Rowland Maddison, Captain Freehold, Monmouth County, New Jersey, Aug. 11

TEN DOLLARS REWARD.

DESERTED from Capt. John Burrowe’s company, in Col. David Forman’s regiment of Continental troops, on the 6th of July last, a certain GEORGE SHADE, about twenty-four years of age, five feet eight inches high, has light coloured hair and blue eyes, one of his legs thicker than the other occasioned by it being broke. It is supposed he is on one of the vessels of war in the Delaware river. Whoever will apprehend the said deserter and secure him, so that he might be had again, shall receive the above Reward and all reasonable charges.

JOHN BURROWES, Captain





16

Lame

AUGUST–SEPTEMBER 1777

Gerty’s tavern was quiet now that the merchants had finished their midday trading, and the men had not yet come off the Philadelphia docks at the end of work to share a drink with friends. It was sweltering at the busy intersection of Spruce and Front Streets, the strong sun casting shadows of the masts of the ships at the wharves. The temperatures would not peak until three o’clock. By then, Marcus suspected Gerty would be able to fry bacon on her doorstep, and the city would be uninhabitable due to the stench coming from the tanneries and the filth in the streets.

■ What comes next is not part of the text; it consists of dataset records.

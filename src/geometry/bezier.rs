use crate::error::{CurveError, MathError, Result};
use crate::math::{quadrature, Matrix3, Point3, Vector3, TOLERANCE};

/// Parameter offset used to sample the second tangent for the 3D normal
/// approximation.
const NORMAL_STEP: f64 = 0.01;

/// Half-width of the symmetric finite difference estimating the rate of
/// change of curvature.
const CURVATURE_STEP: f64 = 0.001;

/// Signed curvature data at a point on a curve.
///
/// Returned by [`Bezier::curvature`]; all fields are zero when the
/// curvature is undefined (straight segment or degenerate tangent).
#[derive(Debug, Clone, Copy, PartialEq, Default)]
pub struct CurvatureVector {
    /// Signed curvature. Positive where the curve turns counter-clockwise
    /// (2D); always non-negative in 3D.
    pub k: f64,
    /// Radius of curvature, `1/k`, with the same sign as `k`.
    pub r: f64,
    /// Rate of change of the curvature, estimated by a symmetric finite
    /// difference of half-width 0.001 in `t`.
    pub dk: f64,
    /// Absolute rate of change of the curvature.
    pub adk: f64,
}

/// Closed evaluation form, chosen once from the control point count.
#[derive(Debug, Clone, Copy, PartialEq)]
enum EvalForm {
    Constant,
    Linear,
    Quadratic,
    Cubic,
    General,
}

impl EvalForm {
    fn for_count(count: usize) -> Self {
        match count {
            0 | 1 => Self::Constant,
            2 => Self::Linear,
            3 => Self::Quadratic,
            4 => Self::Cubic,
            _ => Self::General,
        }
    }
}

/// A control polygon paired with its evaluation form. Used both for the
/// curve itself and for every level of its hodograph hierarchy.
#[derive(Debug, Clone)]
struct ControlPolygon {
    points: Vec<Point3>,
    form: EvalForm,
}

impl ControlPolygon {
    fn new(points: Vec<Point3>) -> Self {
        let form = EvalForm::for_count(points.len());
        Self { points, form }
    }

    /// Evaluates the polygon's Bezier polynomial at `t`.
    ///
    /// `t = 0` and `t = 1` return the first and last control points
    /// exactly, bypassing the arithmetic path. Other parameters (any real
    /// `t`, not just `[0, 1]`) go through the closed Bernstein form for
    /// degrees up to three and de Casteljau's algorithm above that.
    fn evaluate(&self, t: f64) -> Point3 {
        let p = &self.points;
        if t == 0.0 {
            return p[0];
        }
        if t == 1.0 {
            return p[p.len() - 1];
        }

        let mt = 1.0 - t;
        match self.form {
            EvalForm::Constant => p[0],
            EvalForm::Linear => p[0] + (p[1] - p[0]) * t,
            EvalForm::Quadratic => {
                let coords = p[0].coords * (mt * mt)
                    + p[1].coords * (2.0 * mt * t)
                    + p[2].coords * (t * t);
                Point3::from(coords)
            }
            EvalForm::Cubic => {
                let mt2 = mt * mt;
                let t2 = t * t;
                let coords = p[0].coords * (mt2 * mt)
                    + p[1].coords * (3.0 * mt2 * t)
                    + p[2].coords * (3.0 * mt * t2)
                    + p[3].coords * (t2 * t);
                Point3::from(coords)
            }
            EvalForm::General => {
                let mut work = p.clone();
                while work.len() > 1 {
                    for i in 0..work.len() - 1 {
                        let delta = (work[i + 1] - work[i]) * t;
                        work[i] += delta;
                    }
                    work.pop();
                }
                work[0]
            }
        }
    }
}

/// A Bezier curve of degree 2 through 11, planar or spatial.
///
/// The control point sequence is immutable: the first and last points are
/// the interpolated knots, interior points are handles. The hodograph
/// hierarchy (the control polygons of the successive derivatives) is
/// computed once at construction, so a constructed curve supports
/// concurrent read-only queries.
///
/// Planar curves carry `z = 0`; the `three_dimensional` flag only changes
/// which normal/curvature formulas apply, while position, derivative, and
/// length computations are uniform in all three coordinates.
#[derive(Debug, Clone)]
pub struct Bezier {
    polygon: ControlPolygon,
    hodographs: Vec<ControlPolygon>,
    three_dimensional: bool,
}

impl Bezier {
    /// Creates a curve from 3 to 12 control points.
    ///
    /// # Errors
    ///
    /// - `CurveError::InvalidPointCount` if the count is outside `[3, 12]`
    /// - `CurveError::Invalid3DPointCount` if `three_dimensional` is set
    ///   and the count is not 8, 9, or 12
    pub fn new(points: Vec<Point3>, three_dimensional: bool) -> Result<Self> {
        let count = points.len();
        if !(3..=12).contains(&count) {
            return Err(CurveError::InvalidPointCount(count).into());
        }
        if three_dimensional && !matches!(count, 8 | 9 | 12) {
            return Err(CurveError::Invalid3DPointCount(count).into());
        }

        // Hodograph hierarchy: level k holds order * (p[i+1] - p[i]) over
        // level k-1's points, down to a single point.
        let mut hodographs = Vec::new();
        let mut current = points.clone();
        while current.len() > 1 {
            let order = (current.len() - 1) as f64;
            let level: Vec<Point3> = current
                .windows(2)
                .map(|pair| Point3::from((pair[1] - pair[0]) * order))
                .collect();
            hodographs.push(ControlPolygon::new(level.clone()));
            current = level;
        }

        Ok(Self {
            polygon: ControlPolygon::new(points),
            hodographs,
            three_dimensional,
        })
    }

    /// Returns the control points.
    #[must_use]
    pub fn points(&self) -> &[Point3] {
        &self.polygon.points
    }

    /// Returns the polynomial degree (control point count minus one).
    #[must_use]
    pub fn order(&self) -> usize {
        self.polygon.points.len() - 1
    }

    /// Returns whether the curve is three-dimensional.
    #[must_use]
    pub fn is_three_dimensional(&self) -> bool {
        self.three_dimensional
    }

    /// Evaluates the curve position at parameter `t`.
    ///
    /// `t = 0` and `t = 1` return the first and last control points
    /// exactly.
    #[must_use]
    pub fn evaluate(&self, t: f64) -> Point3 {
        self.polygon.evaluate(t)
    }

    /// Evaluates the first derivative (tangent vector, not unit length)
    /// at parameter `t`.
    #[must_use]
    pub fn derivative(&self, t: f64) -> Vector3 {
        self.hodographs[0].evaluate(t).coords
    }

    /// Returns the unit normal at parameter `t`.
    ///
    /// For planar curves this is the tangent rotated -90 degrees,
    /// `(-y', x') / |d|`. For spatial curves no closed form exists
    /// without a reference frame; the normal is approximated by a
    /// finite-difference rotation-minimizing construction: the unit
    /// tangents at `t` and `t + 0.01` give a binormal-like axis via their
    /// cross product, and the rotation that axis induces is applied to
    /// the tangent. The approximation degrades as the curvature
    /// approaches zero; where the cross product degenerates entirely, a
    /// deterministic perpendicular of the tangent is returned instead.
    ///
    /// # Errors
    ///
    /// Returns `MathError::ZeroVector` if the tangent is degenerate at
    /// the sampled parameters.
    pub fn normal(&self, t: f64) -> Result<Vector3> {
        if self.three_dimensional {
            self.normal_3d(t)
        } else {
            let d = self.derivative(t);
            let len = d.norm();
            if len < TOLERANCE {
                return Err(MathError::ZeroVector.into());
            }
            Ok(Vector3::new(-d.y, d.x, 0.0) / len)
        }
    }

    fn normal_3d(&self, t: f64) -> Result<Vector3> {
        let tangent = self.derivative(t);
        let ahead = self.derivative(t + NORMAL_STEP);
        let len_t = tangent.norm();
        let len_a = ahead.norm();
        if len_t < TOLERANCE || len_a < TOLERANCE {
            return Err(MathError::ZeroVector.into());
        }
        let tangent = tangent / len_t;
        let ahead = ahead / len_a;

        let axis = ahead.cross(&tangent);
        let axis_len = axis.norm();
        if axis_len < TOLERANCE {
            // Straight (or locally straight) curve: the two tangents are
            // parallel and no binormal exists. Any perpendicular is a
            // valid normal; pick a deterministic one.
            return Ok(stable_perpendicular(&tangent));
        }
        let axis = axis / axis_len;

        let rotation = Matrix3::new(
            axis.x * axis.x,
            axis.x * axis.y - axis.z,
            axis.x * axis.z + axis.y,
            axis.x * axis.y + axis.z,
            axis.y * axis.y,
            axis.y * axis.z - axis.x,
            axis.x * axis.z - axis.y,
            axis.y * axis.z + axis.x,
            axis.z * axis.z,
        );
        Ok(rotation * tangent)
    }

    /// Returns the signed curvature data at parameter `t`.
    ///
    /// Planar: `k = (x'y'' - y'x'') / (x'^2 + y'^2)^1.5`. Spatial:
    /// `k = |d' x d''| / (x'^2 + y'^2 + z'^2)^1.5`. A zero numerator or
    /// denominator (straight segment, degenerate tangent) yields the
    /// all-zero [`CurvatureVector`] instead of dividing by zero.
    #[must_use]
    pub fn curvature(&self, t: f64) -> CurvatureVector {
        self.curvature_at(t, false)
    }

    fn curvature_at(&self, t: f64, k_only: bool) -> CurvatureVector {
        let d = self.hodographs[0].evaluate(t).coords;
        let dd = self.hodographs[1].evaluate(t).coords;

        let planar_sq = d.x * d.x + d.y * d.y;
        let (num, denom) = if self.three_dimensional {
            (d.cross(&dd).norm(), (planar_sq + d.z * d.z).powf(1.5))
        } else {
            (d.x * dd.y - d.y * dd.x, planar_sq.powf(1.5))
        };

        if num == 0.0 || denom == 0.0 {
            return CurvatureVector::default();
        }
        let k = num / denom;
        let r = denom / num;

        // Symmetric finite difference for the curvature's rate of change.
        // The recursion is exactly one level deep: the neighbor samples
        // skip their own dk estimate.
        let (dk, adk) = if k_only {
            (0.0, 0.0)
        } else {
            let prev = self.curvature_at(t - CURVATURE_STEP, true).k;
            let next = self.curvature_at(t + CURVATURE_STEP, true).k;
            (
                (next - prev) / 2.0,
                ((next - k).abs() + (k - prev).abs()) / 2.0,
            )
        };

        CurvatureVector { k, r, dk, adk }
    }

    /// Returns the total arc length over `t` in `[0, 1]`.
    ///
    /// Computed with the fixed 24-point Gauss-Legendre rule over
    /// `|derivative(t)|`; non-adaptive, see [`crate::math::quadrature`].
    #[must_use]
    pub fn length(&self) -> f64 {
        quadrature::integrate_unit(|t| self.derivative(t).norm())
    }
}

/// Returns a unit vector perpendicular to the unit vector `v`, built by
/// crossing `v` with the coordinate axis it is least aligned with.
fn stable_perpendicular(v: &Vector3) -> Vector3 {
    let axis = if v.x.abs() <= v.y.abs() && v.x.abs() <= v.z.abs() {
        Vector3::x()
    } else if v.y.abs() <= v.z.abs() {
        Vector3::y()
    } else {
        Vector3::z()
    };
    v.cross(&axis).normalize()
}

He sat in the corner by the open, deeply casemented window next to the articulated skeleton of a man that Gerty had won from the medical students in a game of cards. It had been propped up in the front room ever since, festooned with broadsides and notices tied to his ribs, a pipe clamped between his teeth, clutching used tickets to the anatomy lectures in his bony fingers.

Marcus was reading the Pennsylvania Packet. It had become a part of his routine to thumb through the papers Gerty kept on hand and scour them for news from Massachusetts. At first, he had done so out of fear, looking for mention of Obadiah’s murder. But nearly a year had passed and there was still no accusation against a blond young man answering to the name of MacNeil. Now he did so out of a more nostalgic hunger for news of home. But there was little of it. These days the papers were filled with rewards for anyone who would turn in an army deserter or return a lost or stolen horse, and news of the latest British maneuvers off the coast.

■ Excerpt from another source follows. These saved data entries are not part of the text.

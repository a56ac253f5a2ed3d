use crate::error::{MathError, Result};
use crate::math::Vector2;

/// Rotates `v` counter-clockwise by `angle` radians.
#[must_use]
pub fn rotate(v: Vector2, angle: f64) -> Vector2 {
    let (sin, cos) = angle.sin_cos();
    Vector2::new(v.x * cos - v.y * sin, v.x * sin + v.y * cos)
}

/// Returns the signed angle from `v` to `w` in `(-pi, pi]`.
///
/// Positive angles turn counter-clockwise (right-hand convention).
/// Stable for arbitrarily small inputs: `atan2` only sees the ratio of
/// the cross and dot products, both of which shrink proportionally.
#[must_use]
pub fn signed_angle_between(v: Vector2, w: Vector2) -> f64 {
    v.perp(&w).atan2(v.dot(&w))
}

/// Returns `v` scaled to unit length.
///
/// # Errors
///
/// Returns `MathError::ZeroVector` if `v` has zero length.
pub fn normalize(v: Vector2) -> Result<Vector2> {
    let len = v.norm();
    if len == 0.0 {
        return Err(MathError::ZeroVector.into());
    }
    Ok(v / len)
}

#[cfg(test)]
#[allow(clippy::unwrap_used)]
mod tests {
    use super::*;
    use crate::error::SplineFitError;
    use std::f64::consts::{FRAC_PI_2, FRAC_PI_4, PI};

    const TOL: f64 = 1e-12;

    #[test]
    fn rotate_quarter_turn() {
        let r = rotate(Vector2::new(1.0, 0.0), FRAC_PI_2);
        assert!(r.x.abs() < TOL);
        assert!((r.y - 1.0).abs() < TOL);
    }

    #[test]
    fn rotate_preserves_length() {
        let v = Vector2::new(3.0, -4.0);
        assert!((rotate(v, 1.234).norm() - 5.0).abs() < TOL);
    }

    #[test]
    fn signed_angle_sign_convention() {
        let x = Vector2::new(1.0, 0.0);
        let y = Vector2::new(0.0, 1.0);
        assert!((signed_angle_between(x, y) - FRAC_PI_2).abs() < TOL);
        assert!((signed_angle_between(y, x) + FRAC_PI_2).abs() < TOL);
    }

    #[test]
    fn signed_angle_opposite_vectors() {
        let v = Vector2::new(1.0, 0.0);
        let w = Vector2::new(-1.0, 0.0);
        assert!((signed_angle_between(v, w).abs() - PI).abs() < TOL);
    }

    #[test]
    fn signed_angle_stable_for_tiny_vectors() {
        let v = Vector2::new(1e-150, 0.0);
        let w = Vector2::new(1e-150, 1e-150);
        assert!((signed_angle_between(v, w) - FRAC_PI_4).abs() < TOL);
    }

    #[test]
    fn normalize_unit_result() {
        let n = normalize(Vector2::new(3.0, 4.0)).unwrap();
        assert!((n.norm() - 1.0).abs() < TOL);
        assert!((n.x - 0.6).abs() < TOL);
        assert!((n.y - 0.8).abs() < TOL);
    }

    #[test]
    fn normalize_zero_vector_fails() {
        let err = normalize(Vector2::new(0.0, 0.0)).unwrap_err();
        assert!(matches!(
            err,
            SplineFitError::Math(MathError::ZeroVector)
        ));
    }
}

“Afternoon, Doc.” Vanderslice plopped himself on the bench opposite and stacked his feet on the windowsill. “What’s going on in the world?”

“Everyone’s running away,” Marcus said, scanning the columns of print.

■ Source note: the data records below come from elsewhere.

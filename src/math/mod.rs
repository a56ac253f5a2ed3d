pub mod quadrature;
pub mod tridiagonal;
pub mod vector_2d;

/// 3D point type.
pub type Point3 = nalgebra::Point3<f64>;

/// 2D vector type.
pub type Vector2 = nalgebra::Vector2<f64>;

/// 3D vector type.
pub type Vector3 = nalgebra::Vector3<f64>;

/// 3x3 rotation matrix.
pub type Matrix3 = nalgebra::Matrix3<f64>;

/// Global geometric tolerance for floating-point comparisons.
pub const TOLERANCE: f64 = 1e-10;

“I’d run from this heat if I could.” Vanderslice mopped his forehead with the tail of his coarsely woven shirt. Even for Philadelphia, it had been a prodigiously warm summer. “Why hasn’t Dr. Franklin invented a way to stop it? I hear he can devise a way around anything.”

“Franklin’s still in Paris, probably eating iced berries from a spoon,” Marcus replied. “I don’t think he has any time to worry about us, Vanderslice.”

“Iced berries. I feel cooler just thinking about them.” Vanderslice plucked a card from the skeleton’s hand and fanned himself. “And that spoon is probably held by a fine French lady.”

A blowsy woman of indeterminate age with pockmarked skin and orange hair that defied nature came to the table. Her dress was parrot green, stained with wine, and strained over her bosom.